DIRECTIONS:
Please retype every entry, keeping each one exactly as written.

-------- INFORMATION GIVEN

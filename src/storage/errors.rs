//! Storage error types
//!
//! Error codes:
//! - TRIPDB_STORE_NOT_FOUND (ERROR severity)
//! - TRIPDB_STORAGE_WRITE_FAILED (ERROR severity)
//! - TRIPDB_STORAGE_READ_FAILED (ERROR severity)
//! - TRIPDB_DATA_CORRUPTION (FATAL severity)

use std::fmt;
use std::io;
use std::path::Path;

/// Severity levels shared by every tripdb error family
#[derive(Debug, Clone, Copy, PartialEq, Eq)]
pub enum Severity {
    /// Operation fails, caller may retry or degrade
    Error,
    /// Stored state cannot be trusted
    Fatal,
}

impl fmt::Display for Severity {
    fn fmt(&self, f: &mut fmt::Formatter<'_>) -> fmt::Result {
        match self {
            Severity::Error => write!(f, "ERROR"),
            Severity::Fatal => write!(f, "FATAL"),
        }
    }
}

/// Storage-specific error codes
#[derive(Debug, Clone, Copy, PartialEq, Eq)]
pub enum StorageErrorCode {
    /// Store file does not exist
    StoreNotFound,
    /// Replacement store could not be written or committed
    StorageWriteFailed,
    /// Store could not be read
    StorageReadFailed,
    /// Checksum, framing or schema failure inside the store
    DataCorruption,
}

impl StorageErrorCode {
    /// Returns the stable string code
    pub fn code(&self) -> &'static str {
        match self {
            StorageErrorCode::StoreNotFound => "TRIPDB_STORE_NOT_FOUND",
            StorageErrorCode::StorageWriteFailed => "TRIPDB_STORAGE_WRITE_FAILED",
            StorageErrorCode::StorageReadFailed => "TRIPDB_STORAGE_READ_FAILED",
            StorageErrorCode::DataCorruption => "TRIPDB_DATA_CORRUPTION",
        }
    }

    /// Returns the severity level for this error
    pub fn severity(&self) -> Severity {
        match self {
            StorageErrorCode::DataCorruption => Severity::Fatal,
            _ => Severity::Error,
        }
    }
}

impl fmt::Display for StorageErrorCode {
    fn fmt(&self, f: &mut fmt::Formatter<'_>) -> fmt::Result {
        write!(f, "{}", self.code())
    }
}

/// Storage error type with full context
#[derive(Debug)]
pub struct StorageError {
    code: StorageErrorCode,
    message: String,
    details: Option<String>,
    source: Option<io::Error>,
}

impl StorageError {
    /// The store file is missing
    pub fn not_found(path: &Path) -> Self {
        Self {
            code: StorageErrorCode::StoreNotFound,
            message: format!("Store not found: {}", path.display()),
            details: None,
            source: None,
        }
    }

    /// Create a new storage write failed error
    pub fn write_failed(message: impl Into<String>, source: io::Error) -> Self {
        Self {
            code: StorageErrorCode::StorageWriteFailed,
            message: message.into(),
            details: None,
            source: Some(source),
        }
    }

    /// Create a storage write failed error without IO source
    pub fn write_failed_no_source(message: impl Into<String>) -> Self {
        Self {
            code: StorageErrorCode::StorageWriteFailed,
            message: message.into(),
            details: None,
            source: None,
        }
    }

    /// Create a new storage read failed error
    pub fn read_failed(message: impl Into<String>, source: io::Error) -> Self {
        Self {
            code: StorageErrorCode::StorageReadFailed,
            message: message.into(),
            details: None,
            source: Some(source),
        }
    }

    /// Create a new data corruption error (FATAL)
    pub fn data_corruption(message: impl Into<String>) -> Self {
        Self {
            code: StorageErrorCode::DataCorruption,
            message: message.into(),
            details: None,
            source: None,
        }
    }

    /// Create a data corruption error with byte offset context
    pub fn corruption_at_offset(offset: u64, reason: impl Into<String>) -> Self {
        Self {
            code: StorageErrorCode::DataCorruption,
            message: reason.into(),
            details: Some(format!("byte_offset: {}", offset)),
            source: None,
        }
    }

    /// Create a data corruption error scoped to one table
    pub fn corruption_in_table(table: &str, reason: impl Into<String>) -> Self {
        Self {
            code: StorageErrorCode::DataCorruption,
            message: reason.into(),
            details: Some(format!("table: {}", table)),
            source: None,
        }
    }

    /// Returns the error code
    pub fn code(&self) -> StorageErrorCode {
        self.code
    }

    /// Returns the severity level
    pub fn severity(&self) -> Severity {
        self.code.severity()
    }

    /// Returns whether this is a fatal error
    pub fn is_fatal(&self) -> bool {
        self.severity() == Severity::Fatal
    }

    /// Returns whether the store file was simply absent
    pub fn is_not_found(&self) -> bool {
        self.code == StorageErrorCode::StoreNotFound
    }
}

impl fmt::Display for StorageError {
    fn fmt(&self, f: &mut fmt::Formatter<'_>) -> fmt::Result {
        write!(
            f,
            "[{}] {}: {}",
            self.code.severity(),
            self.code.code(),
            self.message
        )?;
        if let Some(ref details) = self.details {
            write!(f, " ({})", details)?;
        }
        if let Some(ref source) = self.source {
            write!(f, ": {}", source)?;
        }
        Ok(())
    }
}

impl std::error::Error for StorageError {
    fn source(&self) -> Option<&(dyn std::error::Error + 'static)> {
        self.source
            .as_ref()
            .map(|e| e as &(dyn std::error::Error + 'static))
    }
}

/// Result type for storage operations
pub type StorageResult<T> = Result<T, StorageError>;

----------------

PROBLEM SOLUTION:
filename src/storage/errors.rs
//! Storage error types
//!
//! Error codes:
//! - TRIPDB_STORE_NOT_FOUND (ERROR severity)
//! - TRIPDB_STORAGE_WRITE_FAILED (ERROR severity)
//! - TRIPDB_STORAGE_READ_FAILED (ERROR severity)
//! - TRIPDB_DATA_CORRUPTION (FATAL severity)

use std::fmt;
use std::io;
use std::path::Path;

/// Severity levels shared by every tripdb error family
#[derive(Debug, Clone, Copy, PartialEq, Eq)]
pub enum Severity {
    /// Operation fails, caller may retry or degrade
    Error,
    /// Stored state cannot be trusted
    Fatal,
}

impl fmt::Display for Severity {
    fn fmt(&self, f: &mut fmt::Formatter<'_>) -> fmt::Result {
        match self {
            Severity::Error => write!(f, "ERROR"),
            Severity::Fatal => write!(f, "FATAL"),
        }
    }
}

/// Storage-specific error codes
#[derive(Debug, Clone, Copy, PartialEq, Eq)]
pub enum StorageErrorCode {
    /// Store file does not exist
    StoreNotFound,
    /// Replacement store could not be written or committed
    StorageWriteFailed,
    /// Store could not be read
    StorageReadFailed,
    /// Checksum, framing or schema failure inside the store
    DataCorruption,
}

impl StorageErrorCode {
    /// Returns the stable string code
    pub fn code(&self) -> &'static str {
        match self {
            StorageErrorCode::StoreNotFound => "TRIPDB_STORE_NOT_FOUND",
            StorageErrorCode::StorageWriteFailed => "TRIPDB_STORAGE_WRITE_FAILED",
            StorageErrorCode::StorageReadFailed => "TRIPDB_STORAGE_READ_FAILED",
            StorageErrorCode::DataCorruption => "TRIPDB_DATA_CORRUPTION",
        }
    }

    /// Returns the severity level for this error
    pub fn severity(&self) -> Severity {
        match self {
            StorageErrorCode::DataCorruption => Severity::Fatal,
            _ => Severity::Error,
        }
    }
}

impl fmt::Display for StorageErrorCode {
    fn fmt(&self, f: &mut fmt::Formatter<'_>) -> fmt::Result {
        write!(f, "{}", self.code())
    }
}

/// Storage error type with full context
#[derive(Debug)]
pub struct StorageError {
    code: StorageErrorCode,
    message: String,
    details: Option<String>,
    source: Option<io::Error>,
}

impl StorageError {
    /// The store file is missing
    pub fn not_found(path: &Path) -> Self {
        Self {
            code: StorageErrorCode::StoreNotFound,
            message: format!("Store not found: {}", path.display()),
            details: None,
            source: None,
        }
    }

    /// Create a new storage write failed error
    pub fn write_failed(message: impl Into<String>, source: io::Error) -> Self {
        Self {
            code: StorageErrorCode::StorageWriteFailed,
            message: message.into(),
            details: None,
            source: Some(source),
        }
    }

    /// Create a storage write failed error without IO source
    pub fn write_failed_no_source(message: impl Into<String>) -> Self {
        Self {
            code: StorageErrorCode::StorageWriteFailed,
            message: message.into(),
            details: None,
            source: None,
        }
    }

    /// Create a new storage read failed error
    pub fn read_failed(message: impl Into<String>, source: io::Error) -> Self {
        Self {
            code: StorageErrorCode::StorageReadFailed,
            message: message.into(),
            details: None,
            source: Some(source),
        }
    }

    /// Create a new data corruption error (FATAL)
    pub fn data_corruption(message: impl Into<String>) -> Self {
        Self {
            code: StorageErrorCode::DataCorruption,
            message: message.into(),
            details: None,
            source: None,
        }
    }

    /// Create a data corruption error with byte offset context
    pub fn corruption_at_offset(offset: u64, reason: impl Into<String>) -> Self {
        Self {
            code: StorageErrorCode::DataCorruption,
            message: reason.into(),
            details: Some(format!("byte_offset: {}", offset)),
            source: None,
        }
    }

    /// Create a data corruption error scoped to one table
    pub fn corruption_in_table(table: &str, reason: impl Into<String>) -> Self {
        Self {
            code: StorageErrorCode::DataCorruption,
            message: reason.into(),
            details: Some(format!("table: {}", table)),
            source: None,
        }
    }

    /// Returns the error code
    pub fn code(&self) -> StorageErrorCode {
        self.code
    }

    /// Returns the severity level
    pub fn severity(&self) -> Severity {
        self.code.severity()
    }

    /// Returns whether this is a fatal error
    pub fn is_fatal(&self) -> bool {
        self.severity() == Severity::Fatal
    }

    /// Returns whether the store file was simply absent
    pub fn is_not_found(&self) -> bool {
        self.code == StorageErrorCode::StoreNotFound
    }
}

impl fmt::Display for StorageError {
    fn fmt(&self, f: &mut fmt::Formatter<'_>) -> fmt::Result {
        write!(
            f,
            "[{}] {}: {}",
            self.code.severity(),
            self.code.code(),
            self.message
        )?;
        if let Some(ref details) = self.details {
            write!(f, " ({})", details)?;
        }
        if let Some(ref source) = self.source {
            write!(f, ": {}", source)?;
        }
        Ok(())
    }
}

impl std::error::Error for StorageError {
    fn source(&self) -> Option<&(dyn std::error::Error + 'static)> {
        self.source
            .as_ref()
            .map(|e| e as &(dyn std::error::Error + 'static))
    }
}

/// Result type for storage operations
pub type StorageResult<T> = Result<T, StorageError>;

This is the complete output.